By Sonya Barnes June 6, 2019

2018-19 Legacy Team at Jewett School of the Arts

Ever since I was a little kid, I have always had a desire to help everyone and everything, and I certainly tried–rescuing animals, donating clothes, toys and supplies, raising money for those in need, just to name a few.  I loved being in the military and really felt like I was making a difference in the world, so was sad when that came to an end (yay, asthma!).  When I became a teacher, I had a desire to lead my students in humanitarian efforts.  So many of the kids I knew had struggled at some point and wanted to do things to help others but didn’t have the means or knowledge to do so.  When I taught Leadership for a couple of years, we did a service project to gather Thanksgiving dinner items and put together a giveaway basket for families that came to our open house event.  It was a big hit for families, the kids loved doing something and the families loved receiving it. 

After that, I had a desire to do something bigger, but figuring out what and getting approval wasn’t easy. I thought back to my own teen years and my experience with World Vision’s 30 Hour Famine and how much that impacted me.  I began to draw ideas from their website since I had continued to make donations over the years, and I put a plan together. The next step still took me a few years—finding a principal that would let me move forward.  My current principal shared my vision of helping our kids help others, teaching how to put an event together and guide them through planning, evaluating, executing, as well as all of the financial responsibilities and paperwork that it entailed.
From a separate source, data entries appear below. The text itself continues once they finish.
//! The upstream delivery transport.
//!
//! One SMTP conversation per attempt: connect, EHLO, optional STARTTLS and
//! AUTH PLAIN, then a single MAIL/RCPT/DATA transaction. Failures are
//! classified here, at the boundary, into temporary or permanent.

use async_trait::async_trait;

use postrider_common::envelope::Envelope;
use postrider_common::outgoing;
use postrider_delivery::{DeliveryError, TemporaryError, Transport};

use crate::client::{ClientError, Response, SmtpClient};
use crate::config::UpstreamConfig;

/// [`Transport`] implementation speaking SMTP to the configured upstream.
#[derive(Debug)]
pub struct SmtpTransport {
    config: UpstreamConfig,
}

impl SmtpTransport {
    #[must_use]
    pub const fn new(config: UpstreamConfig) -> Self {
        Self { config }
    }

    async fn relay(&self, envelope: &Envelope) -> Result<(), DeliveryError> {
        let address = self.config.address();
        outgoing!(level = DEBUG, "Connecting to upstream {address}");

        let mut client = SmtpClient::connect(&address, self.config.host.clone())
            .await
            .map_err(classify)?
            .accept_invalid_certs(self.config.accept_invalid_certs);

        let greeting = client.read_greeting().await.map_err(classify)?;
        if greeting.code != 220 {
            return Err(DeliveryError::from_smtp_reply(
                greeting.code,
                &greeting.message(),
            ));
        }

        expect_success(client.ehlo(&self.config.ehlo_domain).await)?;

        if self.config.starttls {
            expect_success(client.starttls().await)?;
            // The session state resets across the TLS upgrade
            expect_success(client.ehlo(&self.config.ehlo_domain).await)?;
        }

        if let (Some(username), Some(password)) =
            (self.config.username.as_deref(), self.config.password.as_deref())
        {
            expect_success(client.auth_plain(username, password).await)?;
        }

        expect_success(client.mail_from(envelope.sender()).await)?;

        for recipient in envelope.recipients() {
            expect_success(client.rcpt_to(recipient).await)?;
        }

        let data = client.data().await.map_err(classify)?;
        if data.code != 354 {
            return Err(DeliveryError::from_smtp_reply(data.code, &data.message()));
        }

        expect_success(client.send_data(envelope.data()).await)?;

        // The message is accepted at this point; a failed QUIT is harmless
        let _ = client.quit().await;

        Ok(())
    }
}

#[async_trait]
impl Transport for SmtpTransport {
    async fn deliver(&self, envelope: &Envelope) -> Result<(), DeliveryError> {
        self.relay(envelope).await
    }
}

/// Map a client-level failure onto the retry taxonomy.
///
/// Everything the client can fail with is network-ish (I/O, closed
/// connections, TLS trouble, garbled responses) and worth retrying; explicit
/// upstream error replies arrive as [`Response`] values and are classified
/// by their code in [`expect_success`].
fn classify(err: ClientError) -> DeliveryError {
    match err {
        ClientError::Io(err) => {
            DeliveryError::Temporary(TemporaryError::ConnectionFailed(err.to_string()))
        }
        ClientError::ConnectionClosed => DeliveryError::Temporary(
            TemporaryError::ConnectionFailed("connection closed unexpectedly".to_owned()),
        ),
        ClientError::TlsError(err) => {
            DeliveryError::Temporary(TemporaryError::TlsHandshakeFailed(err))
        }
        ClientError::ParseError(err) => {
            DeliveryError::Temporary(TemporaryError::SmtpTemporary(err))
        }
        ClientError::Utf8Error(err) => {
            DeliveryError::Temporary(TemporaryError::SmtpTemporary(err.to_string()))
        }
    }
}

fn expect_success(
    response: Result<Response, ClientError>,
) -> Result<Response, DeliveryError> {
    let response = response.map_err(classify)?;
    if response.is_success() {
        Ok(response)
    } else {
        Err(DeliveryError::from_smtp_reply(
            response.code,
            &response.message(),
        ))
    }
}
So, let me break it down step by step of how I was able to take this from idea to completion.

Step 1: Putting a Team Together. I simply shared the vision with my students and asked them to tell me if they were interested and why.  From those applications, I created a team. The first meeting with the team was to tell them the roles needed and have them decide who would fill them.  We had a Project Lead that was our spokesperson and decision maker, a Public Relations Officer to oversee making posters and getting word out to the students and stakeholders, and a Financial Manager to help count money and track paperwork and progress to the goal.  The first year I had only 6 kids, but the second year I had 17!  I think somewhere in the middle will be a happy medium for the next one, though.

Step 2: Choose a Charity & Cause. Since I Had worked with World Vision in the past, I was comfortable and familiar with their practices and allocation of resources, so I guided the kids to them, but allowed them to explore the internet for other options.  They opted to stick with World Vision since that was one I knew, then scoured through all of the causes.  The kids stumbled across packing party options, and finally the Promise Packs because they felt that it would mean more to kids their age if it was something they could touch and do, not just donate money to.

Step 3: Set a Goal. With a cause in mind, next they decided how much they wanted to raise.  The minimum for a packing party was 50 backpacks for $600 so this became their goal.  They wanted to motivate kids at all ages, so decided to try and make a class competition for fundraising, thinking some kind of party would be a great reward, but were stumped on what to do that wouldn’t cost money since we wanted 100% of what we raised to be donated.

Step 4: Getting Approval. Now it was time to talk to the Principal.  The team went and presented their ideas and thought processes for their cause and goal, as well as the reward.  The principal agreed and offered to cover popcorn and a movie for the winning class.

Step 5: Spreading the word. Next, the kids made posters and a school news segment to get the word out.  They even went personally to a few classes to answer questions and share the video from World Vision’s website and their own excitement.

Step 6: Raising money. This was the time-consuming part.  There was the routine task of delivering money boxes, collecting boxes, counting money, filling out forms, totaling amounts raised—and repeat.  This took some time, but they stayed the course and hit their goal.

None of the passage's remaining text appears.